Molecular Design and Synthesis of Fused Pyrimidine-Based Scaffolds as Cancer Targeting Agents

Abstract

Two series of pyrimidine-based derivatives namely the furo[2,3-d]pyrimidine and thieno[2,3-d]pyrimidine series, linked to either biarylamide or biarylurea via an NH or ether linker, were designed, synthesized and evaluated for their in vitro VEGFR-2 inhibitory activity as well as their anti-proliferative activity against NCI 60 cell line panel. Most of the biarylurea-based derivatives linked to either of the fused pyrimidine scaffolds exhibited good to potent VEGFR-2 inhibition at 10 µM concentration, with derivatives bearing an ether linkage generally exhibited better VEGFR-2 inhibition compared to their aniline analogues. Seven urea-based derivatives namely; The furo[2,3-d]pyrimidines (XVb, XVIc, XVIe) and the thieno[2,3-d]pyrimidines (XXIa, XXIb, XXIc, XXIe) exhibited potent dose-related VEGFR-2 inhibitory activity with IC50 values in nanomolar range. The thieno[2,3-d]pyrimidine derivative (XXIe) bearing 1-(3-chloro-4-methylphenyl)-3-phenyl urea via an ether linker at 4-position, exhibited a highly potent single digit nanomolar inhibition of VEGFR-2 kinase (IC50 1.3 nM).
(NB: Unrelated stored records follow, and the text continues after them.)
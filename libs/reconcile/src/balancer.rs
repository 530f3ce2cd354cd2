//! Replica balancing.
//!
//! Computes the create/delete set that moves the observed instances of one
//! child to its desired count and template.
//!
//! - Drift (any observed instance stale): delete all, create `desired` fresh.
//!   Deletions are applied before creations so capacity never exceeds the
//!   desired count.
//! - Scale up: ordered kinds fill missing indices of `0..desired` in
//!   ascending order; pool kinds draw random names.
//! - Scale down: ordered kinds delete indices `>= desired` in descending
//!   order; pool kinds delete exactly the excess, worst instances first.
//!
//! Child records are balanced with the same ordered rules by
//! [`plan_records`], except that a changed record is updated in place.

use std::cmp::Reverse;
use std::collections::{BTreeMap, BTreeSet};

use fleet_model::{ChildRecord, ChildTemplate, Instance, InstancePhase};

use crate::differ::is_up_to_date;
use crate::identity::{ordinal_instance_name, IdentityAllocator, IdentityStyle};

/// Which algorithmic path produced a plan.
#[derive(Debug, Clone, Copy, PartialEq, Eq)]
pub enum PlanPath {
    /// Up to date and at the desired count.
    Steady,

    /// Up to date, count differs (or ordinal gaps need filling).
    Scale,

    /// At least one instance is stale; full replacement.
    Drift,
}

/// An instance the balancer wants created.
#[derive(Debug, Clone, PartialEq, Eq)]
pub struct Creation {
    pub name: String,

    /// Ordinal for ordered kinds.
    pub index: Option<usize>,
}

/// Output of [`plan`].
#[derive(Debug, Clone, PartialEq)]
pub struct Plan {
    pub path: PlanPath,

    /// Applied first, in order.
    pub to_delete: Vec<Instance>,

    /// Applied after deletions, in order.
    pub to_create: Vec<Creation>,
}

impl Plan {
    pub fn is_empty(&self) -> bool {
        self.to_delete.is_empty() && self.to_create.is_empty()
    }
}

/// Plans the actions converging `observed` to `desired` copies of `template`.
///
/// `owner` is the name new instances are derived from. `desired == 0` deletes
/// everything.
pub fn plan(
    desired: usize,
    template: &ChildTemplate,
    observed: Vec<Instance>,
    owner: &str,
    style: IdentityStyle,
    allocator: &mut IdentityAllocator,
) -> Plan {
    if !is_up_to_date(template, &observed) {
        let taken: BTreeSet<String> = observed.iter().map(|i| i.name().to_string()).collect();
        let to_create = match style {
            IdentityStyle::Ordered => (0..desired)
                .map(|index| Creation {
                    name: ordinal_instance_name(owner, index),
                    index: Some(index),
                })
                .collect(),
            IdentityStyle::Pool => pool_creations(desired, owner, taken, allocator),
        };
        return Plan {
            path: PlanPath::Drift,
            to_delete: observed,
            to_create,
        };
    }

    let plan = match style {
        IdentityStyle::Ordered => plan_ordered(desired, observed, owner),
        IdentityStyle::Pool => plan_pool(desired, observed, owner, allocator),
    };

    if plan.is_empty() {
        Plan {
            path: PlanPath::Steady,
            ..plan
        }
    } else {
        plan
    }
}

fn plan_ordered(desired: usize, observed: Vec<Instance>, owner: &str) -> Plan {
    let names: BTreeSet<String> = observed.iter().map(|i| i.name().to_string()).collect();

    let mut slots: BTreeMap<usize, Instance> = BTreeMap::new();
    let mut strays = Vec::new();
    for instance in observed {
        match ordinal_of(&instance, owner) {
            Some(index) if index < desired && !slots.contains_key(&index) => {
                slots.insert(index, instance);
            }
            Some(index) => strays.push((Some(index), instance)),
            None => strays.push((None, instance)),
        }
    }

    // Highest ordinal first; unindexed leftovers after the indexed ones.
    strays.sort_by_key(|(index, instance)| {
        (index.is_none(), Reverse(*index), instance.name().to_string())
    });
    let to_delete: Vec<Instance> = strays.into_iter().map(|(_, i)| i).collect();

    let to_create = (0..desired)
        .filter(|index| !slots.contains_key(index))
        .map(|index| Creation {
            name: ordinal_instance_name(owner, index),
            index: Some(index),
        })
        // Already created by an earlier partial pass.
        .filter(|creation| !names.contains(&creation.name))
        .collect();

    Plan {
        path: PlanPath::Scale,
        to_delete,
        to_create,
    }
}

fn plan_pool(
    desired: usize,
    observed: Vec<Instance>,
    owner: &str,
    allocator: &mut IdentityAllocator,
) -> Plan {
    let actual = observed.len();
    let taken: BTreeSet<String> = observed.iter().map(|i| i.name().to_string()).collect();

    let to_delete = if actual > desired {
        drain_order(observed)
            .into_iter()
            .take(actual - desired)
            .collect()
    } else {
        Vec::new()
    };

    let to_create = pool_creations(desired.saturating_sub(actual), owner, taken, allocator);

    Plan {
        path: PlanPath::Scale,
        to_delete,
        to_create,
    }
}

fn pool_creations(
    count: usize,
    owner: &str,
    mut taken: BTreeSet<String>,
    allocator: &mut IdentityAllocator,
) -> Vec<Creation> {
    (0..count)
        .map(|_| {
            let name = allocator.pool_name_avoiding(owner, &taken);
            taken.insert(name.clone());
            Creation { name, index: None }
        })
        .collect()
}

/// Ordinal of an ordered instance: the index label, else the name suffix.
fn ordinal_of(instance: &Instance, owner: &str) -> Option<usize> {
    instance.index().or_else(|| {
        let ordinal: usize = instance
            .name()
            .strip_prefix(owner)?
            .strip_prefix('-')?
            .parse()
            .ok()?;
        ordinal.checked_sub(1)
    })
}

/// Drain selection priority for pool instances.
///
/// Lower priority values are drained first.
#[derive(Debug, Clone, Copy, PartialEq, Eq, PartialOrd, Ord)]
pub enum DrainPriority {
    /// Instance has failed (drain first).
    Failed = 0,

    /// Instance has not started yet.
    Pending = 1,

    /// Instance is running (drain last).
    Running = 2,
}

impl From<InstancePhase> for DrainPriority {
    fn from(phase: InstancePhase) -> Self {
        match phase {
            InstancePhase::Failed => DrainPriority::Failed,
            InstancePhase::Pending => DrainPriority::Pending,
            InstancePhase::Running => DrainPriority::Running,
        }
    }
}

/// Sorts pool instances into drain order.
///
/// Failed before pending before running; within a priority the newest goes
/// first, ties broken by name for determinism.
pub fn drain_order(mut instances: Vec<Instance>) -> Vec<Instance> {
    instances.sort_by(|a, b| {
        DrainPriority::from(a.status.phase)
            .cmp(&DrainPriority::from(b.status.phase))
            .then_with(|| b.metadata.created_at.cmp(&a.metadata.created_at))
            .then_with(|| b.metadata.name.cmp(&a.metadata.name))
    });
    instances
}

/// Output of [`plan_records`].
#[derive(Debug, Clone, Default, PartialEq)]
pub struct RecordPlan {
    /// Ascending index order.
    pub to_create: Vec<ChildRecord>,

    /// Observed metadata with the desired spec and labels.
    pub to_update: Vec<ChildRecord>,

    /// Descending index order.
    pub to_delete: Vec<ChildRecord>,
}

impl RecordPlan {
    pub fn is_empty(&self) -> bool {
        self.to_create.is_empty() && self.to_update.is_empty() && self.to_delete.is_empty()
    }
}

/// Balances index-addressable child records.
///
/// `desired` must be the composer's output for one kind (names unique and
/// derived from the index). Records are declarative, so a changed record is
/// updated in place; its instances are replaced by the child pass.
pub fn plan_records(desired: Vec<ChildRecord>, observed: Vec<ChildRecord>) -> RecordPlan {
    let mut observed: BTreeMap<String, ChildRecord> = observed
        .into_iter()
        .map(|record| (record.metadata.name.clone(), record))
        .collect();

    let mut desired = desired;
    desired.sort_by_key(|record| record.metadata.index());

    let mut plan = RecordPlan::default();
    for record in desired {
        match observed.remove(&record.metadata.name) {
            None => plan.to_create.push(record),
            Some(current) => {
                if current.spec != record.spec || current.metadata.labels != record.metadata.labels
                {
                    let mut updated = current;
                    updated.spec = record.spec;
                    updated.metadata.labels = record.metadata.labels;
                    plan.to_update.push(updated);
                }
            }
        }
    }

    let mut leftovers: Vec<ChildRecord> = observed.into_values().collect();
    leftovers.sort_by_key(|record| {
        (
            Reverse(record.metadata.index()),
            Reverse(record.metadata.name.clone()),
        )
    });
    plan.to_delete = leftovers;
    plan
}
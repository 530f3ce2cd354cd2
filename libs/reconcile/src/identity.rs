//! Identity allocation for child records and instances.
//!
//! Two styles:
//! - ordered: `{base}-{kind}-{index+1}`, reproducible across passes so an
//!   update targets the same object instead of creating a duplicate
//! - pool: `{owner}-{suffix}` with a short random suffix for fungible
//!   members; a collision surfaces as a retryable store conflict

use std::collections::BTreeSet;

use fleet_model::ChildKind;
use rand::rngs::StdRng;
use rand::{Rng, SeedableRng};

/// Length of the random suffix for pool members.
pub const POOL_SUFFIX_LEN: usize = 5;

/// Draws attempted before accepting a name that is already known to exist.
const MAX_SUFFIX_ATTEMPTS: usize = 16;

// No vowels, no easily confused characters.
const SUFFIX_ALPHABET: &[u8] = b"bcdfghjklmnpqrstvwxz2456789";

/// How members of a kind are named.
#[derive(Debug, Clone, Copy, PartialEq, Eq)]
pub enum IdentityStyle {
    /// Stable ordinal position; survivors are always the prefix `0..n`.
    Ordered,

    /// Fungible members with random suffixes.
    Pool,
}

/// `{base}-{kind}-{index+1}`.
pub fn ordered_name(base: &str, kind: ChildKind, index: usize) -> String {
    format!("{}-{}-{}", base, kind, index + 1)
}

/// Parses the zero-based index back out of an [`ordered_name`].
pub fn parse_ordered_name(name: &str, base: &str, kind: ChildKind) -> Option<usize> {
    let ordinal: usize = name
        .strip_prefix(base)?
        .strip_prefix('-')?
        .strip_prefix(kind.as_str())?
        .strip_prefix('-')?
        .parse()
        .ok()?;
    ordinal.checked_sub(1)
}

/// `{owner}-{index+1}` for ordered instances of a record.
pub fn ordinal_instance_name(owner: &str, index: usize) -> String {
    format!("{}-{}", owner, index + 1)
}

/// Name of the single broker record of a fleet.
pub fn broker_record_name(fleet: &str) -> String {
    format!("{}-{}", fleet, ChildKind::Broker)
}

/// Name of the service fronting a provisioned broker.
pub fn broker_service_name(fleet: &str) -> String {
    format!("{}-service", broker_record_name(fleet))
}

/// Allocates names for children.
#[derive(Debug)]
pub struct IdentityAllocator {
    rng: StdRng,
}

impl IdentityAllocator {
    /// Allocator seeded from the operating system.
    pub fn new() -> Self {
        Self {
            rng: StdRng::from_os_rng(),
        }
    }

    /// Deterministic allocator, for tests and replays.
    pub fn seeded(seed: u64) -> Self {
        Self {
            rng: StdRng::seed_from_u64(seed),
        }
    }

    /// Ordered name when `index` is given, pool name otherwise.
    pub fn allocate(&mut self, base: &str, kind: ChildKind, index: Option<usize>) -> String {
        match index {
            Some(index) => ordered_name(base, kind, index),
            None => self.pool_name(base),
        }
    }

    /// `{owner}-{suffix}`.
    pub fn pool_name(&mut self, owner: &str) -> String {
        let suffix: String = (0..POOL_SUFFIX_LEN)
            .map(|_| SUFFIX_ALPHABET[self.rng.random_range(0..SUFFIX_ALPHABET.len())] as char)
            .collect();
        format!("{}-{}", owner, suffix)
    }

    /// Pool name that is not in `taken`.
    ///
    /// Gives up after a bounded number of draws and returns the last one;
    /// the store then rejects it as already existing.
    pub fn pool_name_avoiding(&mut self, owner: &str, taken: &BTreeSet<String>) -> String {
        let mut name = self.pool_name(owner);
        for _ in 1..MAX_SUFFIX_ATTEMPTS {
            if !taken.contains(&name) {
                break;
            }
            name = self.pool_name(owner);
        }
        name
    }
}

impl Default for IdentityAllocator {
    fn default() -> Self {
        Self::new()
    }
}
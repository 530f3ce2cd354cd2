//! Drift detection between a template and running instances.

use fleet_model::{ChildTemplate, Instance};

/// Returns true if `instance` runs exactly what `template` describes.
///
/// The instance must have a single container whose image, command line and
/// resources equal the template's. Command lines are compared element-wise,
/// so `["a", "bc"]` and `["ab", "c"]` differ.
pub fn instance_is_up_to_date(template: &ChildTemplate, instance: &Instance) -> bool {
    let [container] = instance.spec.containers.as_slice() else {
        return false;
    };

    container.image == template.image
        && container.command == template.command
        && container.resources == template.resources
}

/// Logical AND of [`instance_is_up_to_date`] over `observed`.
///
/// One stale instance makes the whole set stale: command-line changes cannot
/// be applied to a running instance in place.
pub fn is_up_to_date<'a, I>(template: &ChildTemplate, observed: I) -> bool
where
    I: IntoIterator<Item = &'a Instance>,
{
    observed
        .into_iter()
        .all(|instance| instance_is_up_to_date(template, instance))
}
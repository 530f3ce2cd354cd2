//! Type-erased store objects.

use serde::{Deserialize, Serialize};

use crate::child::ChildRecord;
use crate::error::ModelError;
use crate::fleet::Fleet;
use crate::instance::{Instance, Service};
use crate::meta::ObjectMeta;

/// Kinds of object held by the cluster state store.
#[derive(Debug, Clone, Copy, PartialEq, Eq, PartialOrd, Ord, Hash, Serialize, Deserialize)]
#[serde(rename_all = "snake_case")]
pub enum ObjectKind {
    Fleet,
    Child,
    Instance,
    Service,
}

impl ObjectKind {
    pub fn as_str(&self) -> &'static str {
        match self {
            ObjectKind::Fleet => "fleet",
            ObjectKind::Child => "child",
            ObjectKind::Instance => "instance",
            ObjectKind::Service => "service",
        }
    }
}

impl std::fmt::Display for ObjectKind {
    fn fmt(&self, f: &mut std::fmt::Formatter<'_>) -> std::fmt::Result {
        f.write_str(self.as_str())
    }
}

impl std::str::FromStr for ObjectKind {
    type Err = ModelError;

    fn from_str(s: &str) -> Result<Self, Self::Err> {
        match s {
            "fleet" => Ok(ObjectKind::Fleet),
            "child" => Ok(ObjectKind::Child),
            "instance" => Ok(ObjectKind::Instance),
            "service" => Ok(ObjectKind::Service),
            other => Err(ModelError::UnknownObjectKind(other.to_string())),
        }
    }
}

/// Address of an object in the store.
#[derive(Debug, Clone, PartialEq, Eq, PartialOrd, Ord, Hash, Serialize, Deserialize)]
pub struct ObjectKey {
    pub kind: ObjectKind,
    pub namespace: String,
    pub name: String,
}

impl ObjectKey {
    pub fn new(kind: ObjectKind, namespace: impl Into<String>, name: impl Into<String>) -> Self {
        Self {
            kind,
            namespace: namespace.into(),
            name: name.into(),
        }
    }

    pub fn fleet(namespace: impl Into<String>, name: impl Into<String>) -> Self {
        Self::new(ObjectKind::Fleet, namespace, name)
    }

    pub fn child(namespace: impl Into<String>, name: impl Into<String>) -> Self {
        Self::new(ObjectKind::Child, namespace, name)
    }
}

impl std::fmt::Display for ObjectKey {
    fn fmt(&self, f: &mut std::fmt::Formatter<'_>) -> std::fmt::Result {
        write!(f, "{}/{}/{}", self.kind, self.namespace, self.name)
    }
}

/// Any object the store can hold.
#[derive(Debug, Clone, PartialEq, Eq, Serialize, Deserialize)]
#[serde(tag = "kind", rename_all = "snake_case")]
pub enum Object {
    Fleet(Fleet),
    Child(ChildRecord),
    Instance(Instance),
    Service(Service),
}

impl Object {
    pub fn kind(&self) -> ObjectKind {
        match self {
            Object::Fleet(_) => ObjectKind::Fleet,
            Object::Child(_) => ObjectKind::Child,
            Object::Instance(_) => ObjectKind::Instance,
            Object::Service(_) => ObjectKind::Service,
        }
    }

    pub fn meta(&self) -> &ObjectMeta {
        match self {
            Object::Fleet(o) => &o.metadata,
            Object::Child(o) => &o.metadata,
            Object::Instance(o) => &o.metadata,
            Object::Service(o) => &o.metadata,
        }
    }

    pub fn meta_mut(&mut self) -> &mut ObjectMeta {
        match self {
            Object::Fleet(o) => &mut o.metadata,
            Object::Child(o) => &mut o.metadata,
            Object::Instance(o) => &mut o.metadata,
            Object::Service(o) => &mut o.metadata,
        }
    }

    pub fn key(&self) -> ObjectKey {
        let meta = self.meta();
        ObjectKey::new(self.kind(), meta.namespace.clone(), meta.name.clone())
    }

    /// Returns true if both objects are the same kind with equal specs.
    ///
    /// Metadata and status are ignored.
    pub fn same_spec(&self, other: &Object) -> bool {
        match (self, other) {
            (Object::Fleet(a), Object::Fleet(b)) => a.spec == b.spec,
            (Object::Child(a), Object::Child(b)) => a.spec == b.spec,
            (Object::Instance(a), Object::Instance(b)) => a.spec == b.spec,
            (Object::Service(a), Object::Service(b)) => a.spec == b.spec,
            _ => false,
        }
    }

    pub fn into_fleet(self) -> Option<Fleet> {
        match self {
            Object::Fleet(o) => Some(o),
            _ => None,
        }
    }

    pub fn into_child(self) -> Option<ChildRecord> {
        match self {
            Object::Child(o) => Some(o),
            _ => None,
        }
    }

    pub fn into_instance(self) -> Option<Instance> {
        match self {
            Object::Instance(o) => Some(o),
            _ => None,
        }
    }

    pub fn into_service(self) -> Option<Service> {
        match self {
            Object::Service(o) => Some(o),
            _ => None,
        }
    }
}

impl From<Fleet> for Object {
    fn from(o: Fleet) -> Self {
        Object::Fleet(o)
    }
}

impl From<ChildRecord> for Object {
    fn from(o: ChildRecord) -> Self {
        Object::Child(o)
    }
}

impl From<Instance> for Object {
    fn from(o: Instance) -> Self {
        Object::Instance(o)
    }
}

impl From<Service> for Object {
    fn from(o: Service) -> Self {
        Object::Service(o)
    }
}

#[cfg(test)]
mod tests {
    use super::*;
    use crate::fleet::FleetSpec;

    #[test]
    fn test_object_key_and_kind() {
        let fleet = Fleet::new(
            ObjectMeta::new("celery-test-1", "default"),
            FleetSpec {
                image: "celery:4".to_string(),
                ..Default::default()
            },
        );
        let object = Object::from(fleet.clone());
        assert_eq!(object.kind(), ObjectKind::Fleet);
        assert_eq!(object.key(), ObjectKey::fleet("default", "celery-test-1"));
        assert_eq!(object.key().to_string(), "fleet/default/celery-test-1");
        assert_eq!(object.clone().into_fleet(), Some(fleet));
        assert_eq!(object.into_child(), None);
    }

    #[test]
    fn test_same_spec_ignores_status() {
        let fleet = Fleet::new(
            ObjectMeta::new("celery-test-1", "default"),
            FleetSpec {
                image: "celery:4".to_string(),
                ..Default::default()
            },
        );
        let mut reported = fleet.clone();
        reported.status.workers = 2;
        reported.metadata.resource_version = 7;
        assert!(Object::from(fleet.clone()).same_spec(&Object::from(reported)));

        let mut changed = fleet.clone();
        changed.spec.image = "celery:5".to_string();
        assert!(!Object::from(fleet).same_spec(&Object::from(changed)));
    }

    #[test]
    fn test_object_kind_parse() {
        assert_eq!("service".parse::<ObjectKind>().unwrap(), ObjectKind::Service);
        assert!("pod".parse::<ObjectKind>().is_err());
    }
}
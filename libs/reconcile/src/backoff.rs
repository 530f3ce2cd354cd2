//! Per-key requeue backoff for transient failures.

use std::collections::BTreeMap;
use std::time::{Duration, Instant};

/// Exponential backoff tracker, keyed by the reconciled object.
///
/// The n-th consecutive failure of a key waits `base * 2^(n-1)`, capped at
/// `max`. A successful pass clears the key.
#[derive(Debug, Clone)]
pub struct RequeueBackoff {
    base: Duration,
    max: Duration,

    /// key -> (consecutive failures, last failure time).
    failures: BTreeMap<String, (u32, Instant)>,
}

impl RequeueBackoff {
    pub fn new(base: Duration, max: Duration) -> Self {
        Self {
            base,
            max: max.max(base),
            failures: BTreeMap::new(),
        }
    }

    /// Records a failure and returns how long to wait before the next pass.
    pub fn record_failure(&mut self, key: &str) -> Duration {
        let now = Instant::now();
        let entry = self.failures.entry(key.to_string()).or_insert((0, now));
        entry.0 = entry.0.saturating_add(1);
        entry.1 = now;
        let count = entry.0;
        self.delay_for(count)
    }

    /// Consecutive failures recorded for `key`.
    pub fn failures(&self, key: &str) -> u32 {
        self.failures.get(key).map_or(0, |(count, _)| *count)
    }

    /// Clears failure tracking for a key (on success).
    pub fn clear(&mut self, key: &str) {
        self.failures.remove(key);
    }

    /// Drops keys that have not failed for longer than the cap.
    pub fn prune(&mut self) {
        let now = Instant::now();
        let horizon = self.max;
        self.failures
            .retain(|_, (_, last)| now.duration_since(*last) <= horizon);
    }

    fn delay_for(&self, count: u32) -> Duration {
        let exponent = count.saturating_sub(1).min(31);
        self.base
            .checked_mul(1u32 << exponent)
            .map_or(self.max, |delay| delay.min(self.max))
    }
}

#[cfg(test)]
mod tests {
    use super::*;

    #[test]
    fn test_backoff_doubles_up_to_cap() {
        let mut backoff = RequeueBackoff::new(Duration::from_secs(1), Duration::from_secs(5));

        assert_eq!(backoff.record_failure("fleet/default/a"), Duration::from_secs(1));
        assert_eq!(backoff.record_failure("fleet/default/a"), Duration::from_secs(2));
        assert_eq!(backoff.record_failure("fleet/default/a"), Duration::from_secs(4));
        assert_eq!(backoff.record_failure("fleet/default/a"), Duration::from_secs(5));
        assert_eq!(backoff.failures("fleet/default/a"), 4);

        // Keys are independent.
        assert_eq!(backoff.record_failure("fleet/default/b"), Duration::from_secs(1));
    }

    #[test]
    fn test_clear_resets() {
        let mut backoff = RequeueBackoff::new(Duration::from_millis(100), Duration::from_secs(1));
        backoff.record_failure("k");
        backoff.record_failure("k");
        backoff.clear("k");
        assert_eq!(backoff.failures("k"), 0);
        assert_eq!(backoff.record_failure("k"), Duration::from_millis(100));
    }

    #[test]
    fn test_many_failures_do_not_overflow() {
        let mut backoff = RequeueBackoff::new(Duration::from_secs(1), Duration::from_secs(300));
        let mut last = Duration::ZERO;
        for _ in 0..100 {
            last = backoff.record_failure("k");
        }
        assert_eq!(last, Duration::from_secs(300));

        backoff.prune();
        assert_eq!(backoff.failures("k"), 100);
    }
}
In addition, compounds (XVb) (IC50 946 nM), (XXIb) (IC50 33.4 nM) and (XXIc) (IC50 47 nM) manifested in vitro good to potent ability to inhibit VEGF-induced HUVEC cell line proliferation with inhibition percent of 99.5%, 81.97% and 79.15% respectively. On the other hand, the amide-based derivatives (XIIIa-b, XIVa-e) showed weaker VEGFR-2 inhibition (5-15%) at 10 µM concentration. These results were further explained using molecular docking studies which revealed the ability to the urea-based derivatives to form a network of key interactions, known to be essential for type II VEGFR-2 inhibitors. However, their amide-based analogues missed one key interaction with Glu 885 residue.